Financial progress rose 0.6% in January, and early estimates level to a different 0.4% month-to-month rise in February, in response to figures launched by Statistics Canada.
The expansion was largely influenced by a rebound in instructional providers (+6.0%), because of the decision of public-sector strikes in Quebec, whereas goods-producing sectors have been additionally up 0.2% on the month.
Ought to the flash estimate for February maintain, BMO Chief Economist Douglas Porter famous that even a flat studying in March would end in annualized first-quarter progress of three.5%. That may be nicely above the Financial institution of Canada’s present Q1 forecast for progress of simply 0.5%.
What it means for anticipated fee lower timing
Whereas economists warning towards studying an excessive amount of into one robust month of knowledge, they agree that if the pattern continues, it’s prone to complicate the Financial institution of Canada’s coming financial coverage selections.
For now, markets proceed to anticipate the Financial institution to ship its first quarter-point fee lower as early as its June assembly. Nonetheless, bond market pricing for a June fee lower dropped from 70% to 65% following the discharge of the GDP knowledge.
“The surprisingly wholesome begin to 2024 factors to above-potential progress in Q1, which may make the BoC a bit much less comfy with the inflation outlook,” Porter wrote. “Our name for a June fee lower nonetheless hinges on the approaching CPI reviews, but when this energy in exercise is near replicated into Q2, the BoC will see a lot much less urgency to chop charges any time quickly.”
TD Economics’ Marc Ercolao mentioned the “sturdy” progress figures current a “tough problem” for the Financial institution.
“Over the previous two months, the Financial institution has acquired strong proof that inflation is cooperating, however robust GDP knowledge prints like at this time’s will hold them on their toes,” he wrote. “Market pricing remains to be hopeful of a primary rate of interest lower occurring in June, although we expect a July lower is extra possible.”
Inhabitants progress masks weak GDP per capita
In the meantime, Randall Bartlett, Senior Director of Canadian Economics at Desjardins, mentioned the Financial institution of Canada is prone to “look by” the actual GDP studying for January, because of the outsized influence of the rebound in instructional providers.

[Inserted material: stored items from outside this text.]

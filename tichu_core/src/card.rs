use crate::error::ParseCardError;
use rand::SeedableRng;
use rand::rngs::StdRng;
use rand::seq::SliceRandom;
use serde::{Deserialize, Serialize};
use std::fmt;
use std::str::FromStr;

// --- 核心数据结构定义 ---

/// 花色 (Suit)，Tichu 的四种花色
#[derive(Debug, PartialEq, Eq, PartialOrd, Ord, Hash, Clone, Copy, Serialize, Deserialize)]
#[serde(rename_all = "snake_case")]
pub enum Suit {
    Jade,   // 翡翠
    Sword,  // 宝剑
    Pagoda, // 宝塔
    Star,   // 星星
}

impl Suit {
    pub const ALL: [Suit; 4] = [Suit::Jade, Suit::Sword, Suit::Pagoda, Suit::Star];

    fn label(&self) -> &'static str {
        match self {
            Suit::Jade => "jade",
            Suit::Sword => "sword",
            Suit::Pagoda => "pagoda",
            Suit::Star => "star",
        }
    }

    fn from_label(label: &str) -> Option<Suit> {
        Suit::ALL.into_iter().find(|s| s.label() == label)
    }
}

/// 点数 (Rank)
/// 判别值即排序用的基础点数，2 最小，A 为 14
#[derive(Debug, PartialEq, Eq, PartialOrd, Ord, Hash, Clone, Copy, Serialize, Deserialize)]
#[serde(try_from = "String", into = "String")]
#[repr(u8)]
pub enum Rank {
    Two = 2,
    Three,
    Four,
    Five,
    Six,
    Seven,
    Eight,
    Nine,
    Ten,
    Jack,
    Queen,
    King,
    Ace,
}

impl Rank {
    pub const ALL: [Rank; 13] = [
        Rank::Two, Rank::Three, Rank::Four, Rank::Five, Rank::Six, Rank::Seven, Rank::Eight,
        Rank::Nine, Rank::Ten, Rank::Jack, Rank::Queen, Rank::King, Rank::Ace,
    ];

    pub fn value(self) -> u8 {
        self as u8
    }

    pub fn from_value(value: u8) -> Option<Rank> {
        Rank::ALL.into_iter().find(|r| r.value() == value)
    }

    pub fn label(self) -> &'static str {
        match self {
            Rank::Two => "2",
            Rank::Three => "3",
            Rank::Four => "4",
            Rank::Five => "5",
            Rank::Six => "6",
            Rank::Seven => "7",
            Rank::Eight => "8",
            Rank::Nine => "9",
            Rank::Ten => "10",
            Rank::Jack => "J",
            Rank::Queen => "Q",
            Rank::King => "K",
            Rank::Ace => "A",
        }
    }

    pub fn from_label(label: &str) -> Option<Rank> {
        Rank::ALL.into_iter().find(|r| r.label() == label)
    }
}

impl From<Rank> for String {
    fn from(rank: Rank) -> String {
        rank.label().to_string()
    }
}

impl TryFrom<String> for Rank {
    type Error = ParseCardError;

    fn try_from(value: String) -> Result<Self, Self::Error> {
        Rank::from_label(&value).ok_or(ParseCardError(value))
    }
}

/// 单张牌 (Card)
/// 52 张普通牌加上四张特殊牌：雀 (Bird)、狗 (Dog)、凤凰 (Phoenix)、龙 (Dragon)。
/// 序列化为字符串标识，例如 `jade_10`、`star_A`、`phoenix`。
#[derive(Debug, PartialEq, Eq, Hash, Clone, Copy, Serialize, Deserialize)]
#[serde(try_from = "String", into = "String")]
pub enum Card {
    Normal { rank: Rank, suit: Suit },
    Bird,
    Dog,
    Phoenix,
    Dragon,
}

impl Card {
    pub fn new(rank: Rank, suit: Suit) -> Card {
        Card::Normal { rank, suit }
    }

    pub fn rank(&self) -> Option<Rank> {
        match self {
            Card::Normal { rank, .. } => Some(*rank),
            _ => None,
        }
    }

    pub fn suit(&self) -> Option<Suit> {
        match self {
            Card::Normal { suit, .. } => Some(*suit),
            _ => None,
        }
    }

    pub fn is_special(&self) -> bool {
        !matches!(self, Card::Normal { .. })
    }

    /// 用于组成顺子的基础点数。凤凰没有固定点数，出牌时才确定。
    pub fn base_value(&self) -> Option<u8> {
        match self {
            Card::Normal { rank, .. } => Some(rank.value()),
            Card::Dog => Some(0),
            Card::Bird => Some(1),
            Card::Dragon => Some(15),
            Card::Phoenix => None,
        }
    }

    pub fn rank_label(&self) -> &'static str {
        match self {
            Card::Normal { rank, .. } => rank.label(),
            Card::Bird => "bird",
            Card::Dog => "dog",
            Card::Phoenix => "phoenix",
            Card::Dragon => "dragon",
        }
    }

    /// 计分：5 记 5 分，10 和 K 记 10 分，龙 25 分，凤凰 -25 分
    pub fn points(&self) -> i32 {
        match self {
            Card::Normal { rank: Rank::Five, .. } => 5,
            Card::Normal { rank: Rank::Ten | Rank::King, .. } => 10,
            Card::Dragon => 25,
            Card::Phoenix => -25,
            _ => 0,
        }
    }

    /// 稳定排序用的键：按半点精度的点数，凤凰排在雀和 2 之间
    fn sort_key(&self) -> (u8, Option<Suit>) {
        let key = match self.base_value() {
            Some(v) => v * 2,
            None => 3,
        };
        (key, self.suit())
    }
}

impl fmt::Display for Card {
    fn fmt(&self, f: &mut fmt::Formatter) -> fmt::Result {
        match self {
            Card::Normal { rank, suit } => write!(f, "{}_{}", suit.label(), rank.label()),
            _ => write!(f, "{}", self.rank_label()),
        }
    }
}

impl FromStr for Card {
    type Err = ParseCardError;

    fn from_str(s: &str) -> Result<Self, Self::Err> {
        match s {
            "bird" => return Ok(Card::Bird),
            "dog" => return Ok(Card::Dog),
            "phoenix" => return Ok(Card::Phoenix),
            "dragon" => return Ok(Card::Dragon),
            _ => {}
        }
        let (suit, rank) = s.split_once('_').ok_or_else(|| ParseCardError(s.to_string()))?;
        let suit = Suit::from_label(suit).ok_or_else(|| ParseCardError(s.to_string()))?;
        let rank = Rank::from_label(rank).ok_or_else(|| ParseCardError(s.to_string()))?;
        Ok(Card::new(rank, suit))
    }
}

impl From<Card> for String {
    fn from(card: Card) -> String {
        card.to_string()
    }
}

impl TryFrom<String> for Card {
    type Error = ParseCardError;

    fn try_from(value: String) -> Result<Self, Self::Error> {
        value.parse()
    }
}

// --- 牌组与发牌 ---

pub const DECK_SIZE: usize = 56;
pub const FIRST_DEAL: usize = 8;
pub const SECOND_DEAL: usize = 6;
pub const HAND_SIZE: usize = FIRST_DEAL + SECOND_DEAL;

/// 创建一副完整的 56 张牌
pub fn full_deck() -> Vec<Card> {
    let mut deck = Vec::with_capacity(DECK_SIZE);
    for suit in Suit::ALL {
        for rank in Rank::ALL {
            deck.push(Card::new(rank, suit));
        }
    }
    deck.extend([Card::Bird, Card::Dog, Card::Phoenix, Card::Dragon]);
    deck
}

/// 用固定种子洗牌，同一种子总是得到同样的牌序
pub fn shuffled_deck(seed: u64) -> Vec<Card> {
    let mut deck = full_deck();
    let mut rng = StdRng::seed_from_u64(seed);
    deck.shuffle(&mut rng);
    deck
}

/// 由整局的基础种子推导每一轮的发牌种子
pub fn derive_deal_seed(base_seed: u64, round_no: u32) -> u64 {
    base_seed
        .wrapping_add((round_no as u64).wrapping_mul(0x9E37_79B9_7F4A_7C15))
        .rotate_left(17)
}

/// 一次发牌的结果：先发的 8 张 (大 Tichu 决定之前可见) 和后发的 6 张
#[derive(Debug, Clone, PartialEq, Eq)]
pub struct Deal {
    pub first: [Vec<Card>; 4],
    pub rest: [Vec<Card>; 4],
}

pub fn deal(seed: u64) -> Deal {
    let deck = shuffled_deck(seed);
    let mut first: [Vec<Card>; 4] = Default::default();
    let mut rest: [Vec<Card>; 4] = Default::default();
    for (i, card) in deck.into_iter().enumerate() {
        if i < FIRST_DEAL * 4 {
            first[i % 4].push(card);
        } else {
            rest[i % 4].push(card);
        }
    }
    for hand in first.iter_mut().chain(rest.iter_mut()) {
        sort_cards(hand);
    }
    Deal { first, rest }
}

/// 按点数稳定排序 (同点数按花色)
pub fn sort_cards(cards: &mut [Card]) {
    cards.sort_by_key(|c| c.sort_key());
}

pub fn card_points(cards: &[Card]) -> i32 {
    cards.iter().map(Card::points).sum()
}

// --- 单元测试 ---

He added that robust inhabitants progress, fuelled by worldwide migration and a pointy improve within the admission of non-permanent residents, has additionally masked weak spot seen in actual GDP progress per capita, which has been on a downward pattern because the begin of the yr.
He notes that the federal authorities’s latest announcement that it’ll cut back the variety of non-permanent resident admissions—to five% of the full inhabitants from 6.2%—will “weaken this materials tailwind to each progress and inflation going ahead.”
“As such, we’re of the view that the Financial institution stays on monitor to start chopping rates of interest at its upcoming June assembly,” he mentioned.